Project A6 (Hu, Frintrop, Gerkmann) aims to develop novel algorithms to jointly process visual and acoustic cues to improve signal processing in both domains, concentrating on robust methods which are able to cope with cluttered real-world data, various noise types, and deliberately crafted adversarial data. In the first phase of the TRR, A6 focused on developing several deep learning models for visual and auditory information processing inspired by neuroscience. While current deep learning models have achieved great success in processing audio and visual signals in specific settings (Yu et al., 2018, Isola et al., 2017), they are not necessarily robust to arbitrary environmental noise or deliberately crafted perturbations (e.g., the so-called adversarial noise).
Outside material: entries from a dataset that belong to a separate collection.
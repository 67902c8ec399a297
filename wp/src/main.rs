//! Waypoint - travel planner over a supervised worker fleet
//!
//! CLI entry point for running the fleet and planning trips.

use std::fs;
use std::path::PathBuf;
use std::time::Duration;

use clap::{CommandFactory, FromArgMatches};
use colored::Colorize;
use eyre::{Context, Result};
use serde_json::Value;
use tracing::{debug, info};

use waypoint::cli::{Cli, Command, OutputFormat, generate_after_help};
use waypoint::config::Config;
use tokio::sync::broadcast::error::RecvError;
use waypoint::fleet::{FleetEvent, FleetManager, ReadinessSummary, WorkerInfo, WorkerStatus};
use waypoint::llm::create_client;
use waypoint::trip::{TripError, TripPlan, TripPlanner};

fn setup_logging(cli_log_level: Option<&str>, config_log_level: Option<&str>) -> Result<()> {
    // Note: Can't log params here since logging isn't initialized yet
    let log_dir = dirs::data_local_dir()
        .unwrap_or_else(|| PathBuf::from("."))
        .join("waypoint")
        .join("logs");

    fs::create_dir_all(&log_dir).context("Failed to create log directory")?;

    // Determine log level with priority: CLI --log-level > config file > default (INFO)
    let level = match cli_log_level.or(config_log_level) {
        Some(s) => match s.to_uppercase().as_str() {
            "TRACE" => tracing::Level::TRACE,
            "DEBUG" => tracing::Level::DEBUG,
            "INFO" => tracing::Level::INFO,
            "WARN" | "WARNING" => tracing::Level::WARN,
            "ERROR" => tracing::Level::ERROR,
            _ => {
                eprintln!("Warning: Unknown log-level '{}', defaulting to INFO", s);
                tracing::Level::INFO
            }
        },
        None => tracing::Level::INFO,
    };

    let log_file = fs::File::create(log_dir.join("waypoint.log")).context("Failed to create log file")?;

    tracing_subscriber::fmt()
        .with_writer(log_file)
        .with_ansi(false)
        .with_env_filter(tracing_subscriber::EnvFilter::from_default_env().add_directive(level.into()))
        .init();

    info!("Logging initialized (level: {:?})", level);
    Ok(())
}

#[tokio::main]
async fn main() -> Result<()> {
    let cmd = Cli::command().after_help(generate_after_help());
    let cli = Cli::from_arg_matches(&cmd.get_matches())?;

    // Load log level from config file early (before full config load)
    let config_log_level = Config::load_log_level(cli.config.as_ref());

    // Setup logging with priority: CLI > config > INFO default
    setup_logging(cli.log_level.as_deref(), config_log_level.as_deref()).context("Failed to setup logging")?;

    let config = Config::load(cli.config.as_ref()).context("Failed to load configuration")?;
    config.validate().context("Invalid configuration")?;
    info!(workers = config.fleet.workers.len(), "Waypoint loaded config");

    debug!(command = ?cli.command, "main: dispatching command");
    match cli.command {
        Command::Up => cmd_up(config).await,
        Command::Status { format } => cmd_status(config, format).await,
        Command::Call {
            worker,
            tool,
            params,
            timeout_ms,
        } => cmd_call(config, &worker, &tool, &params, timeout_ms).await,
        Command::Plan { message, format } => cmd_plan(config, &message, format).await,
    }
}

/// Run the fleet until Ctrl-C
async fn cmd_up(config: Config) -> Result<()> {
    debug!("cmd_up: called");
    let fleet = FleetManager::spawn(config.fleet)?;

    let mut events = fleet.subscribe_events();
    let printer = tokio::spawn(async move {
        loop {
            match events.recv().await {
                Ok(event) => print_event(&event),
                Err(RecvError::Lagged(skipped)) => debug!(skipped, "cmd_up: event printer lagged"),
                Err(RecvError::Closed) => break,
            }
        }
    });

    let result = async {
        let summary = fleet.initialize().await?;
        print_summary(&summary);
        print_workers(&fleet.workers().await?);

        println!("\nFleet running. Press Ctrl-C to stop.");
        tokio::signal::ctrl_c().await.context("Failed to listen for Ctrl-C")?;
        info!("Ctrl-C received, shutting down");
        Ok::<(), eyre::Report>(())
    }
    .await;

    println!("Stopping workers...");
    fleet.shutdown().await;
    printer.abort();
    println!("{} Fleet stopped", "✓".green());
    result
}

/// Probe configured workers without spawning any
async fn cmd_status(mut config: Config, format: OutputFormat) -> Result<()> {
    debug!(%format, "cmd_status: called");
    config.fleet.attach_only = true;
    let fleet = FleetManager::spawn(config.fleet)?;

    let result = async {
        let summary = fleet.initialize().await?;
        let workers = fleet.workers().await?;
        match format {
            OutputFormat::Json => {
                let report = serde_json::json!({ "summary": summary, "workers": workers });
                println!("{}", serde_json::to_string_pretty(&report)?);
            }
            OutputFormat::Text => {
                print_workers(&workers);
                print_summary(&summary);
            }
        }
        Ok::<(), eyre::Report>(())
    }
    .await;

    fleet.shutdown().await;
    result
}

/// Start the fleet and make a single call
async fn cmd_call(config: Config, worker: &str, tool: &str, params: &str, timeout_ms: Option<u64>) -> Result<()> {
    debug!(%worker, %tool, ?timeout_ms, "cmd_call: called");
    let params: Value = serde_json::from_str(params).context("--params must be valid JSON")?;
    let timeout = Duration::from_millis(timeout_ms.unwrap_or(config.fleet.call_timeout_ms));
    let fleet = FleetManager::spawn(config.fleet)?;

    let result = async {
        fleet.initialize().await?;
        let value = fleet.call_with_timeout(worker, tool, params, timeout).await?;
        println!("{}", serde_json::to_string_pretty(&value)?);
        Ok::<(), eyre::Report>(())
    }
    .await;

    fleet.shutdown().await;
    result
}

/// Parse a travel request and gather data for it
async fn cmd_plan(config: Config, message: &str, format: OutputFormat) -> Result<()> {
    debug!(%format, "cmd_plan: called");
    let llm = create_client(&config.llm).context("Failed to create LLM client")?;
    let fleet = FleetManager::spawn(config.fleet)?;

    let result = async {
        let summary = fleet.initialize().await?;
        if !summary.all_ready() {
            eprintln!(
                "{} {} of {} workers ready",
                "!".yellow(),
                summary.ready.len(),
                summary.ready.len() + summary.failed.len() + summary.starting.len()
            );
        }
        let planner = TripPlanner::new(llm, fleet.clone());
        let plan = match planner.plan(message).await {
            Ok(plan) => plan,
            Err(e) => {
                if let TripError::Llm(llm_err) = &e
                    && let Some(wait) = llm_err.retry_after()
                {
                    eprintln!(
                        "{} The LLM provider is rate limiting requests; try again in {}s",
                        "!".yellow(),
                        wait.as_secs()
                    );
                }
                return Err(e.into());
            }
        };
        match format {
            OutputFormat::Json => println!("{}", serde_json::to_string_pretty(&plan)?),
            OutputFormat::Text => print_plan(&plan),
        }
        Ok::<(), eyre::Report>(())
    }
    .await;

    fleet.shutdown().await;
    result
}

fn print_event(event: &FleetEvent) {
    debug!(event_type = event.event_type(), "print_event: called");
    match event {
        FleetEvent::PhaseChanged { phase } => println!("{} fleet {}", "»".cyan(), phase),
        FleetEvent::WorkerStatusChanged { worker, from, to, reason } => {
            let reason = reason.as_deref().map(|r| format!(" ({})", r)).unwrap_or_default();
            println!("{} {} {} -> {}{}", "»".cyan(), worker, from, to, reason.as_str().dimmed());
        }
    }
}

fn print_summary(summary: &ReadinessSummary) {
    if summary.all_ready() {
        println!("{} All {} workers ready", "✓".green(), summary.ready.len());
        return;
    }
    println!(
        "{} ready, {} failed, {} still starting",
        summary.ready.len(),
        summary.failed.len(),
        summary.starting.len()
    );
}

fn print_workers(workers: &[WorkerInfo]) {
    for worker in workers {
        let icon = match worker.status {
            WorkerStatus::Ready => "✓".green(),
            WorkerStatus::Failed => "✗".red(),
            WorkerStatus::Starting | WorkerStatus::Unknown => "…".yellow(),
        };
        let pid = worker.pid.map(|p| format!(" pid {}", p)).unwrap_or_default();
        println!(
            "{} {:<20} {:<8} {}{}",
            icon,
            worker.name,
            worker.status.to_string(),
            worker.base_url,
            pid
        );
        if let Some(error) = &worker.last_error {
            println!("    {}", error.as_str().dimmed());
        }
    }
}

fn print_plan(plan: &TripPlan) {
    println!("{} {}", "Trip:".bold(), plan.summary);
    if let Some(from) = plan.request.departure() {
        println!("  From: {}", from);
    }
    println!("  Travelers: {}", plan.request.travelers());

    let tiers = [
        ("Flights", &plan.clusters.flight_clusters),
        ("Hotels", &plan.clusters.hotel_clusters),
    ];
    for (label, clusters) in tiers {
        if clusters.is_empty() {
            continue;
        }
        println!(
            "  {}: {} budget, {} mid-range, {} luxury",
            label,
            clusters.budget.len(),
            clusters.mid_range.len(),
            clusters.luxury.len()
        );
    }
    if !plan.recommendations.is_empty() {
        println!("\n{}", "Recommendations:".bold());
        for rec in &plan.recommendations {
            let cost = rec.estimated_cost.map(|c| format!(" (~${:.0})", c)).unwrap_or_default();
            println!("  {} {}{}", "•".green(), rec.name.bold(), cost);
            if !rec.description.is_empty() {
                println!("    {}", rec.description);
            }
            for highlight in &rec.highlights {
                println!("    - {}", highlight);
            }
        }
    }
    if !plan.data.unavailable.is_empty() {
        println!("  {} {}", "Unavailable:".yellow(), plan.data.unavailable.join(", "));
    }
}
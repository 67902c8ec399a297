//! Fleet events
//!
//! Broadcast on every phase change and worker status transition so status
//! surfaces can react without polling.

use serde::Serialize;

use super::manager::FleetPhase;
use super::worker::WorkerStatus;

/// Default broadcast capacity (events)
pub const DEFAULT_EVENT_CAPACITY: usize = 256;

#[derive(Debug, Clone, PartialEq, Eq, Serialize)]
#[serde(tag = "type", rename_all = "snake_case")]
pub enum FleetEvent {
    /// The fleet moved to a new lifecycle phase
    PhaseChanged { phase: FleetPhase },

    /// A worker's status changed
    WorkerStatusChanged {
        worker: String,
        from: WorkerStatus,
        to: WorkerStatus,
        reason: Option<String>,
    },
}

impl FleetEvent {
    pub fn event_type(&self) -> &'static str {
        match self {
            FleetEvent::PhaseChanged { .. } => "phase_changed",
            FleetEvent::WorkerStatusChanged { .. } => "worker_status_changed",
        }
    }
}

#[cfg(test)]
mod tests {
    use super::*;

    #[test]
    fn test_event_serialization_is_tagged() {
        let event = FleetEvent::WorkerStatusChanged {
            worker: "hotel-server".to_string(),
            from: WorkerStatus::Starting,
            to: WorkerStatus::Ready,
            reason: None,
        };
        let json = serde_json::to_value(&event).unwrap();
        assert_eq!(json["type"], "worker_status_changed");
        assert_eq!(json["to"], "ready");
        assert_eq!(event.event_type(), "worker_status_changed");
    }
}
In the second phase of the TRR, A6 aims to develop robust crossmodal learning methods which are able to cope with the above-mentioned challenges. This will be done by using biologically inspired architectures and the principle of information gain via multiple modalities and sensors. To be able to handle the data robustly and efficiently, attentional mechanisms (e.g., saliency) will be used to determine which parts of the data are most promising for processing.